- **What the task asks**:
Of the lines below, write out exactly those from the line with "-> Result<PriceQuote, ToolError>;" through the line with "let id = match", both included, and skip the rest.

[Records excerpted from a collection]
========================

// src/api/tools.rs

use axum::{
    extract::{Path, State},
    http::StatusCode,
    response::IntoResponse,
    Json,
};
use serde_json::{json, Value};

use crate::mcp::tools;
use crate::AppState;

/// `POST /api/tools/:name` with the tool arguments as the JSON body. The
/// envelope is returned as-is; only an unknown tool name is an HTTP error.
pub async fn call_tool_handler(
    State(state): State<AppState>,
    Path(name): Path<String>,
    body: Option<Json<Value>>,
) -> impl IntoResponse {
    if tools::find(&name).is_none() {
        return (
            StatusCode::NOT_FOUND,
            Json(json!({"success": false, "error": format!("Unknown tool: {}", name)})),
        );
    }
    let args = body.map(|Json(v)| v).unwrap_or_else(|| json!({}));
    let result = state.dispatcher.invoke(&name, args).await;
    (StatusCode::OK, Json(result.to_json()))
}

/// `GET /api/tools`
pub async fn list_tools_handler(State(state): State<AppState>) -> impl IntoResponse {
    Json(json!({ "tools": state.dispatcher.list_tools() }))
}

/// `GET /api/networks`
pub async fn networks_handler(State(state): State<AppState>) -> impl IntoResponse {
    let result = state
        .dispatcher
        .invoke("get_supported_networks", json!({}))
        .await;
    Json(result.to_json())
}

========================

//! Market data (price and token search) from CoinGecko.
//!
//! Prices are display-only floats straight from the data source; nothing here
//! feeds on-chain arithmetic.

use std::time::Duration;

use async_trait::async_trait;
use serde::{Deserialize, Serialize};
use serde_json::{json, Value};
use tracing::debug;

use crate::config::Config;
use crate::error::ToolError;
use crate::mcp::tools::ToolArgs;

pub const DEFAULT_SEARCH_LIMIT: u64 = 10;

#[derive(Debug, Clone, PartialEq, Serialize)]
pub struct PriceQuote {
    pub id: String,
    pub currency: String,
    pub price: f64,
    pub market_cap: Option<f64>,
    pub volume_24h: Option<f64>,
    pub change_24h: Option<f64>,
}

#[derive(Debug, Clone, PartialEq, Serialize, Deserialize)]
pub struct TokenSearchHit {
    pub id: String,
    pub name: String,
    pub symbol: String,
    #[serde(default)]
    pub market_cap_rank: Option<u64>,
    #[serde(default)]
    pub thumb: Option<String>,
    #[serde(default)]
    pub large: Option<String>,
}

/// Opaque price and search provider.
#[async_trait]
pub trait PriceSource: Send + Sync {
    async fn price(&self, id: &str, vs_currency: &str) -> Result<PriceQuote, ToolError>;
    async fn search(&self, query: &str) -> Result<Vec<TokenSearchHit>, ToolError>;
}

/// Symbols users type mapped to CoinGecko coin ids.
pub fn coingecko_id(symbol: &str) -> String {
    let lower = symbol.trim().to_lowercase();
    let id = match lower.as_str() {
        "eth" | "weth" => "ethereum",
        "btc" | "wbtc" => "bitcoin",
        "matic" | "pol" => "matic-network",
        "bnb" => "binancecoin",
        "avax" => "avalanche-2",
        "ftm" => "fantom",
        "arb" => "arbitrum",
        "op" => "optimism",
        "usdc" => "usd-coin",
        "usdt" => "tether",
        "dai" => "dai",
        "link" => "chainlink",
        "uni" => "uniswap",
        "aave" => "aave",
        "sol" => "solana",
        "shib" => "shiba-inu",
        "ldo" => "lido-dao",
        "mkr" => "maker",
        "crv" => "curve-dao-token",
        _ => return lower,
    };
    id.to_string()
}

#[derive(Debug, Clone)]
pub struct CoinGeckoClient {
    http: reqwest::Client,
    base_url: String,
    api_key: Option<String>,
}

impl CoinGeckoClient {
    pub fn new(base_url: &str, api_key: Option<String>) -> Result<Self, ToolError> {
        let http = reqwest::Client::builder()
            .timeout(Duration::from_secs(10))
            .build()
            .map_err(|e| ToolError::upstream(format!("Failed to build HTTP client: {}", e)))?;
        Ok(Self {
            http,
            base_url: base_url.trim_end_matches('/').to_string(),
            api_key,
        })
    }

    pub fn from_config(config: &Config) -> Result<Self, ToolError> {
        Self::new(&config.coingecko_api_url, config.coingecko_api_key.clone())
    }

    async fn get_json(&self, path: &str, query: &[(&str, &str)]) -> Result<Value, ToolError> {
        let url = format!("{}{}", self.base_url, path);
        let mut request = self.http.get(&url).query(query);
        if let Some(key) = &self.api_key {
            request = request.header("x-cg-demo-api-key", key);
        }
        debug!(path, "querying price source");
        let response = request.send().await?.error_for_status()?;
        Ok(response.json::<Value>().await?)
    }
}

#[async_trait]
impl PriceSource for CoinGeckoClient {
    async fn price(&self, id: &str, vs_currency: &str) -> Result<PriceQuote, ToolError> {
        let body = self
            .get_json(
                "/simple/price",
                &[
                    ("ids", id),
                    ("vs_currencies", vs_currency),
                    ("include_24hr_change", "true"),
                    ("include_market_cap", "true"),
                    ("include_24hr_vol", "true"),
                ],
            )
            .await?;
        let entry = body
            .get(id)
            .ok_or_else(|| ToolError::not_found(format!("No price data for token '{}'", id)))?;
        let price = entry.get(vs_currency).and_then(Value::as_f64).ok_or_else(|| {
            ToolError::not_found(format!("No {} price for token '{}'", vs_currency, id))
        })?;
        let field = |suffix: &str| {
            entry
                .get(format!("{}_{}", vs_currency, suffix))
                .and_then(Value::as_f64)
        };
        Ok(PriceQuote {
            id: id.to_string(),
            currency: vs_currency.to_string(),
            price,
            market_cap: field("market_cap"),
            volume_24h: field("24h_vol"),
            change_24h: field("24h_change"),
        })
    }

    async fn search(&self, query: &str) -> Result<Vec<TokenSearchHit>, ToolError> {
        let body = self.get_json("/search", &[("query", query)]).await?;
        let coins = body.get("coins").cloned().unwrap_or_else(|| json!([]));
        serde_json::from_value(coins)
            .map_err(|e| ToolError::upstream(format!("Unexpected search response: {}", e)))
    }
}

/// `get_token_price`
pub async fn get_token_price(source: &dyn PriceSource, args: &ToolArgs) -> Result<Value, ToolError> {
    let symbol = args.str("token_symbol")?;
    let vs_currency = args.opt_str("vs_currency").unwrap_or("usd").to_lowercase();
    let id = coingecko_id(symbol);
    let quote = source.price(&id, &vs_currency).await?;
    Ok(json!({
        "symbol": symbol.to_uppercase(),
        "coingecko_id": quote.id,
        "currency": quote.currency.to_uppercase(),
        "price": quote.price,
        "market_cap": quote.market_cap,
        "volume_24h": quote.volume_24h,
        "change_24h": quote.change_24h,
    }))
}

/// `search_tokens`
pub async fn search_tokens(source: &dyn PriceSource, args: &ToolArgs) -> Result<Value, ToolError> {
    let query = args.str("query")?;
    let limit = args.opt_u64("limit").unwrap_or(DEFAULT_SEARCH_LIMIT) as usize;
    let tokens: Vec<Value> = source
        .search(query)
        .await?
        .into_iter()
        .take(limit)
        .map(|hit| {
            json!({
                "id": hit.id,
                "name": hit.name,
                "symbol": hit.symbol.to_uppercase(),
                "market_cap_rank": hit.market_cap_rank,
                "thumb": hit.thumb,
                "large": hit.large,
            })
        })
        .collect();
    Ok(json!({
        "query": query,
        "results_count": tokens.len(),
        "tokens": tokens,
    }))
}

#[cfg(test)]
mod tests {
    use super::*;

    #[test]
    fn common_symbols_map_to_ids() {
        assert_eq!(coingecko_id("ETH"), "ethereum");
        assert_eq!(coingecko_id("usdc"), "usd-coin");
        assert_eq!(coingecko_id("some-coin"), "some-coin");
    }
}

========================

- **Answer to this exercise**:
    async fn price(&self, id: &str, vs_currency: &str) -> Result<PriceQuote, ToolError>;
    async fn search(&self, query: &str) -> Result<Vec<TokenSearchHit>, ToolError>;
}

/// Symbols users type mapped to CoinGecko coin ids.
pub fn coingecko_id(symbol: &str) -> String {
    let lower = symbol.trim().to_lowercase();
    let id = match lower.as_str() {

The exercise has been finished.